The new year brings with it mounting security challenges that business leaders must wrestle with, else lose precious data or functionality. While the level of risk and uncertainty can seem daunting, there are increasingly specialised tools that can support security teams to protect systems and data.

As part of the World Economic Forum’s recent annual meeting, the organisation released new research on the state of global risk management and resilience. Overall, the report found widespread cybercrime and cyber insecurity to be as impactful to the world as the cost of living crisis, natural disasters and geopolitics.

As noted by Cybersecurity Ventures, by 2025 the total cost of cybercrime will be around $10.5 trillion globally. WEF states that today it’s far easier for bad actors to launch a cyber attack, with the likes of ransomware-as-a-service rapidly increasing entry points and vulnerabilities.

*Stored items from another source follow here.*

use chrono::{DateTime, Utc};
use serde::{Deserialize, Serialize};
use sqlx::FromRow;
use uuid::Uuid;

/// The synthesized evaluation for one interview. `interview_id` carries a
/// UNIQUE constraint — the sole safeguard against duplicate first writes.
#[derive(Debug, Clone, Serialize, Deserialize, FromRow)]
pub struct EvaluationReportRow {
    pub id: Uuid,
    pub interview_id: Uuid,
    pub report_text: String,
    pub created_at: DateTime<Utc>,
}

Technology-driven innovation is a proven counter-measure to these attacks. The researchers note that developing a resilience strategy is of utmost importance, with advanced solutions such as endpoint detection and response (EDR) and extended detection and response (XDR) fundamental to achieving adequate security.  

Securing for today’s threats: protecting the endpoint and beyond

Securing the endpoint and beyond is a sure-fire way security leaders can improve their resilience strategy. As attack vectors increase and threats move from endpoints to networks and the cloud, leaders must consider how to defend at every touchpoint. EDR and XDR should be a priority investment for many organisations in today’s modern landscape.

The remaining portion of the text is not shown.